//! CSV file candle feed.
//!
//! One file per instrument and timeframe, `<data_dir>/<INSTRUMENT>_<tf>.csv`,
//! with a `timestamp,open,high,low,close,volume` header. Timestamps may be
//! RFC 3339, `YYYY-MM-DD HH:MM:SS` (UTC), `YYYY-MM-DD`, or epoch milliseconds.

use std::path::{Path, PathBuf};

use async_trait::async_trait;
use chrono::{DateTime, NaiveDate, NaiveDateTime, Utc};
use serde::Deserialize;

use crate::domain::candle::Candle;
use crate::domain::error::SignalError;
use crate::domain::market::Timeframe;
use crate::ports::candle_port::CandleFeed;

#[derive(Debug, Deserialize)]
struct CandleRow {
    timestamp: String,
    open: f64,
    high: f64,
    low: f64,
    close: f64,
    volume: f64,
}

pub struct CsvCandleFeed {
    base_path: PathBuf,
}

impl CsvCandleFeed {
    pub fn new(base_path: PathBuf) -> Self {
        Self { base_path }
    }

    pub fn csv_path(&self, instrument: &str, timeframe: Timeframe) -> PathBuf {
        self.base_path
            .join(format!("{}_{}.csv", instrument, timeframe.as_str()))
    }

    /// Instruments with a file for `timeframe`, sorted.
    pub fn available_instruments(&self, timeframe: Timeframe) -> Result<Vec<String>, SignalError> {
        let entries = std::fs::read_dir(&self.base_path)?;
        let suffix = format!("_{}.csv", timeframe.as_str());
        let mut instruments = Vec::new();

        for entry in entries {
            let name = entry?.file_name();
            let name = name.to_string_lossy();
            if let Some(instrument) = name.strip_suffix(&suffix) {
                instruments.push(instrument.to_string());
            }
        }

        instruments.sort();
        Ok(instruments)
    }
}

fn parse_timestamp(raw: &str) -> Option<DateTime<Utc>> {
    let raw = raw.trim();
    if let Ok(ts) = DateTime::parse_from_rfc3339(raw) {
        return Some(ts.with_timezone(&Utc));
    }
    if let Ok(ts) = NaiveDateTime::parse_from_str(raw, "%Y-%m-%d %H:%M:%S") {
        return Some(ts.and_utc());
    }
    if let Ok(date) = NaiveDate::parse_from_str(raw, "%Y-%m-%d") {
        return date.and_hms_opt(0, 0, 0).map(|ts| ts.and_utc());
    }
    raw.parse::<i64>()
        .ok()
        .and_then(DateTime::<Utc>::from_timestamp_millis)
}

/// Parses a whole CSV body into candles sorted ascending by timestamp.
pub fn parse_candles(
    content: &str,
    source: &Path,
    instrument: &str,
) -> Result<Vec<Candle>, SignalError> {
    let feed_error = |reason: String| SignalError::CandleFeed {
        instrument: instrument.to_string(),
        reason,
    };

    let mut rdr = csv::ReaderBuilder::new()
        .trim(csv::Trim::All)
        .from_reader(content.as_bytes());
    let mut candles = Vec::new();

    for (line, row) in rdr.deserialize::<CandleRow>().enumerate() {
        let row = row.map_err(|e| feed_error(format!("{}: {}", source.display(), e)))?;
        let timestamp = parse_timestamp(&row.timestamp).ok_or_else(|| {
            feed_error(format!(
                "{}: row {}: invalid timestamp '{}'",
                source.display(),
                line + 1,
                row.timestamp
            ))
        })?;
        candles.push(Candle {
            timestamp,
            open: row.open,
            high: row.high,
            low: row.low,
            close: row.close,
            volume: row.volume,
        });
    }

    candles.sort_by_key(|c| c.timestamp);
    Ok(candles)
}

#[async_trait]
impl CandleFeed for CsvCandleFeed {
    async fn get_candles(
        &self,
        instrument: &str,
        timeframe: Timeframe,
        count: usize,
    ) -> Result<Vec<Candle>, SignalError> {
        let path = self.csv_path(instrument, timeframe);
        let content =
            tokio::fs::read_to_string(&path)
                .await
                .map_err(|e| SignalError::CandleFeed {
                    instrument: instrument.to_string(),
                    reason: format!("failed to read {}: {}", path.display(), e),
                })?;

        let mut candles = parse_candles(&content, &path, instrument)?;
        if candles.len() > count {
            candles.drain(..candles.len() - count);
        }
        Ok(candles)
    }
}

#[cfg(test)]
mod tests {
    use super::*;
    use std::fs;
    use tempfile::TempDir;

    fn setup_test_data() -> (TempDir, PathBuf) {
        let dir = TempDir::new().unwrap();
        let path = dir.path().to_path_buf();

        let csv_content = "timestamp,open,high,low,close,volume\n\
            2024-01-15 02:00:00,105.0,115.0,100.0,110.0,60000\n\
            2024-01-15 00:00:00,100.0,110.0,90.0,105.0,50000\n\
            2024-01-15T03:00:00Z,110.0,120.0,105.0,115.0,55000.5\n";

        fs::write(path.join("BTCUSD_1h.csv"), csv_content).unwrap();
        fs::write(path.join("ETHUSD_1h.csv"), "timestamp,open,high,low,close,volume\n").unwrap();
        fs::write(path.join("ETHUSD_5m.csv"), "timestamp,open,high,low,close,volume\n").unwrap();

        (dir, path)
    }

    #[tokio::test]
    async fn get_candles_sorted_ascending() {
        let (_dir, path) = setup_test_data();
        let feed = CsvCandleFeed::new(path);

        let candles = feed.get_candles("BTCUSD", Timeframe::H1, 100).await.unwrap();
        assert_eq!(candles.len(), 3);
        assert_eq!(candles[0].open, 100.0);
        assert_eq!(candles[0].close, 105.0);
        assert_eq!(candles[2].volume, 55000.5);
        assert!(candles.windows(2).all(|w| w[0].timestamp < w[1].timestamp));
    }

    #[tokio::test]
    async fn get_candles_keeps_most_recent() {
        let (_dir, path) = setup_test_data();
        let feed = CsvCandleFeed::new(path);

        let candles = feed.get_candles("BTCUSD", Timeframe::H1, 2).await.unwrap();
        assert_eq!(candles.len(), 2);
        assert_eq!(candles[1].close, 115.0);
    }

    #[tokio::test]
    async fn missing_file_is_a_feed_error() {
        let (_dir, path) = setup_test_data();
        let feed = CsvCandleFeed::new(path);

        let err = feed.get_candles("XYZ", Timeframe::H1, 10).await.unwrap_err();
        assert!(matches!(err, SignalError::CandleFeed { .. }));
    }

    #[test]
    fn bad_timestamp_reports_row() {
        let content = "timestamp,open,high,low,close,volume\nyesterday,1,1,1,1,1\n";
        let err = parse_candles(content, Path::new("x.csv"), "BTCUSD").unwrap_err();
        assert!(err.to_string().contains("row 1"));
    }

    #[test]
    fn parses_epoch_millis_and_dates() {
        assert_eq!(
            parse_timestamp("1704067200000"),
            DateTime::<Utc>::from_timestamp(1_704_067_200, 0)
        );
        assert_eq!(
            parse_timestamp("2024-01-01"),
            DateTime::<Utc>::from_timestamp(1_704_067_200, 0)
        );
    }

    #[test]
    fn available_instruments_by_timeframe() {
        let (_dir, path) = setup_test_data();
        let feed = CsvCandleFeed::new(path);

        assert_eq!(
            feed.available_instruments(Timeframe::H1).unwrap(),
            vec!["BTCUSD", "ETHUSD"]
        );
        assert_eq!(feed.available_instruments(Timeframe::M5).unwrap(), vec!["ETHUSD"]);
    }
}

-=-=-=-=-

:: What is required ::
Set down all of the entries again, keeping every line exactly as it is.

:: Reply ::
//! CSV file candle feed.
//!
//! One file per instrument and timeframe, `<data_dir>/<INSTRUMENT>_<tf>.csv`,
//! with a `timestamp,open,high,low,close,volume` header. Timestamps may be
//! RFC 3339, `YYYY-MM-DD HH:MM:SS` (UTC), `YYYY-MM-DD`, or epoch milliseconds.

use std::path::{Path, PathBuf};

use async_trait::async_trait;
use chrono::{DateTime, NaiveDate, NaiveDateTime, Utc};
use serde::Deserialize;

use crate::domain::candle::Candle;
use crate::domain::error::SignalError;
use crate::domain::market::Timeframe;
use crate::ports::candle_port::CandleFeed;

#[derive(Debug, Deserialize)]
struct CandleRow {
    timestamp: String,
    open: f64,
    high: f64,
    low: f64,
    close: f64,
    volume: f64,
}

pub struct CsvCandleFeed {
    base_path: PathBuf,
}

impl CsvCandleFeed {
    pub fn new(base_path: PathBuf) -> Self {
        Self { base_path }
    }

    pub fn csv_path(&self, instrument: &str, timeframe: Timeframe) -> PathBuf {
        self.base_path
            .join(format!("{}_{}.csv", instrument, timeframe.as_str()))
    }

    /// Instruments with a file for `timeframe`, sorted.
    pub fn available_instruments(&self, timeframe: Timeframe) -> Result<Vec<String>, SignalError> {
        let entries = std::fs::read_dir(&self.base_path)?;
        let suffix = format!("_{}.csv", timeframe.as_str());
        let mut instruments = Vec::new();

        for entry in entries {
            let name = entry?.file_name();
            let name = name.to_string_lossy();
            if let Some(instrument) = name.strip_suffix(&suffix) {
                instruments.push(instrument.to_string());
            }
        }

        instruments.sort();
        Ok(instruments)
    }
}

fn parse_timestamp(raw: &str) -> Option<DateTime<Utc>> {
    let raw = raw.trim();
    if let Ok(ts) = DateTime::parse_from_rfc3339(raw) {
        return Some(ts.with_timezone(&Utc));
    }
    if let Ok(ts) = NaiveDateTime::parse_from_str(raw, "%Y-%m-%d %H:%M:%S") {
        return Some(ts.and_utc());
    }
    if let Ok(date) = NaiveDate::parse_from_str(raw, "%Y-%m-%d") {
        return date.and_hms_opt(0, 0, 0).map(|ts| ts.and_utc());
    }
    raw.parse::<i64>()
        .ok()
        .and_then(DateTime::<Utc>::from_timestamp_millis)
}

/// Parses a whole CSV body into candles sorted ascending by timestamp.
pub fn parse_candles(
    content: &str,
    source: &Path,
    instrument: &str,
) -> Result<Vec<Candle>, SignalError> {
    let feed_error = |reason: String| SignalError::CandleFeed {
        instrument: instrument.to_string(),
        reason,
    };

    let mut rdr = csv::ReaderBuilder::new()
        .trim(csv::Trim::All)
        .from_reader(content.as_bytes());
    let mut candles = Vec::new();

    for (line, row) in rdr.deserialize::<CandleRow>().enumerate() {
        let row = row.map_err(|e| feed_error(format!("{}: {}", source.display(), e)))?;
        let timestamp = parse_timestamp(&row.timestamp).ok_or_else(|| {
            feed_error(format!(
                "{}: row {}: invalid timestamp '{}'",
                source.display(),
                line + 1,
                row.timestamp
            ))
        })?;
        candles.push(Candle {
            timestamp,
            open: row.open,
            high: row.high,
            low: row.low,
            close: row.close,
            volume: row.volume,
        });
    }

    candles.sort_by_key(|c| c.timestamp);
    Ok(candles)
}

#[async_trait]
impl CandleFeed for CsvCandleFeed {
    async fn get_candles(
        &self,
        instrument: &str,
        timeframe: Timeframe,
        count: usize,
    ) -> Result<Vec<Candle>, SignalError> {
        let path = self.csv_path(instrument, timeframe);
        let content =
            tokio::fs::read_to_string(&path)
                .await
                .map_err(|e| SignalError::CandleFeed {
                    instrument: instrument.to_string(),
                    reason: format!("failed to read {}: {}", path.display(), e),
                })?;

        let mut candles = parse_candles(&content, &path, instrument)?;
        if candles.len() > count {
            candles.drain(..candles.len() - count);
        }
        Ok(candles)
    }
}

#[cfg(test)]
mod tests {
    use super::*;
    use std::fs;
    use tempfile::TempDir;

    fn setup_test_data() -> (TempDir, PathBuf) {
        let dir = TempDir::new().unwrap();
        let path = dir.path().to_path_buf();

        let csv_content = "timestamp,open,high,low,close,volume\n\
            2024-01-15 02:00:00,105.0,115.0,100.0,110.0,60000\n\
            2024-01-15 00:00:00,100.0,110.0,90.0,105.0,50000\n\
            2024-01-15T03:00:00Z,110.0,120.0,105.0,115.0,55000.5\n";

        fs::write(path.join("BTCUSD_1h.csv"), csv_content).unwrap();
        fs::write(path.join("ETHUSD_1h.csv"), "timestamp,open,high,low,close,volume\n").unwrap();
        fs::write(path.join("ETHUSD_5m.csv"), "timestamp,open,high,low,close,volume\n").unwrap();

        (dir, path)
    }

    #[tokio::test]
    async fn get_candles_sorted_ascending() {
        let (_dir, path) = setup_test_data();
        let feed = CsvCandleFeed::new(path);

        let candles = feed.get_candles("BTCUSD", Timeframe::H1, 100).await.unwrap();
        assert_eq!(candles.len(), 3);
        assert_eq!(candles[0].open, 100.0);
        assert_eq!(candles[0].close, 105.0);
        assert_eq!(candles[2].volume, 55000.5);
        assert!(candles.windows(2).all(|w| w[0].timestamp < w[1].timestamp));
    }

    #[tokio::test]
    async fn get_candles_keeps_most_recent() {
        let (_dir, path) = setup_test_data();
        let feed = CsvCandleFeed::new(path);

        let candles = feed.get_candles("BTCUSD", Timeframe::H1, 2).await.unwrap();
        assert_eq!(candles.len(), 2);
        assert_eq!(candles[1].close, 115.0);
    }

    #[tokio::test]
    async fn missing_file_is_a_feed_error() {
        let (_dir, path) = setup_test_data();
        let feed = CsvCandleFeed::new(path);

        let err = feed.get_candles("XYZ", Timeframe::H1, 10).await.unwrap_err();
        assert!(matches!(err, SignalError::CandleFeed { .. }));
    }

    #[test]
    fn bad_timestamp_reports_row() {
        let content = "timestamp,open,high,low,close,volume\nyesterday,1,1,1,1,1\n";
        let err = parse_candles(content, Path::new("x.csv"), "BTCUSD").unwrap_err();
        assert!(err.to_string().contains("row 1"));
    }

    #[test]
    fn parses_epoch_millis_and_dates() {
        assert_eq!(
            parse_timestamp("1704067200000"),
            DateTime::<Utc>::from_timestamp(1_704_067_200, 0)
        );
        assert_eq!(
            parse_timestamp("2024-01-01"),
            DateTime::<Utc>::from_timestamp(1_704_067_200, 0)
        );
    }

    #[test]
    fn available_instruments_by_timeframe() {
        let (_dir, path) = setup_test_data();
        let feed = CsvCandleFeed::new(path);

        assert_eq!(
            feed.available_instruments(Timeframe::H1).unwrap(),
            vec!["BTCUSD", "ETHUSD"]
        );
        assert_eq!(feed.available_instruments(Timeframe::M5).unwrap(), vec!["ETHUSD"]);
    }
}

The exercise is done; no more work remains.